Alex Grobman: The idea was suggested to me by a marketing expert…. Christians, they love the title, but a number of Jewish leaders found it problematic, and so did many Israelis. We are going into a second edition in September, and we’ll change the picture on the front. Now it’s the Dome of the Rock; in the next printing it’ll be something Jewish so there won’t be as much misunderstanding.… The idea was to be provocative, and I think it succeeded in that quite well.

J.S.: What made you decide to write for a Christian audience?
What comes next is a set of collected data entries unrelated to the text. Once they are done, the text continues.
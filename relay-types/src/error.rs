/*
 * Copyright 2025 Security Union LLC
 *
 * Licensed under either of
 *
 * * Apache License, Version 2.0
 *   (http://www.apache.org/licenses/LICENSE-2.0)
 * * MIT license
 *   (http://opensource.org/licenses/MIT)
 *
 * at your option.
 */

//! API error body.

use serde::{Deserialize, Serialize};

/// JSON body returned by protected endpoints on failure: `{ "error": "..." }`.
///
/// Messages are deliberately generic; clients never learn why a token was
/// rejected.
#[derive(Debug, Serialize, Deserialize, Clone, PartialEq, Eq)]
pub struct ErrorBody {
    pub error: String,
}

impl ErrorBody {
    pub const NO_TOKEN: &'static str = "No token";
    pub const INVALID_TOKEN: &'static str = "Invalid token";

    pub fn no_token() -> Self {
        Self {
            error: Self::NO_TOKEN.to_string(),
        }
    }

    pub fn invalid_token() -> Self {
        Self {
            error: Self::INVALID_TOKEN.to_string(),
        }
    }
}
A.G.: There are a lot of Christians who are pro-Israel, and I wanted to be sure we had material for them. I had written “Nations United: How the United Nations Undermines Israel and the West.” That book had done well among Christians, and the feeling was they needed additional information. I had been working with a number of students, some from Harvard, Columbia, and NYU…. Information I received from them helped me focus on some issues that needed to be addressed. For instance, the Arabs are going out of their way to make sure there is an attempt to destroy any connection between the Jewish people and the land of Israel. They are trying to destroy any vestige of physical Jewish connection with Israel. They have succeeded in destroying large amounts of material near the Western Wall.… Read … the book [and] you’ll see they are trying to destroy archeological evidence of connection between Israel and the Jewish people.

J.S.: Why is do you think countering that effort is so important?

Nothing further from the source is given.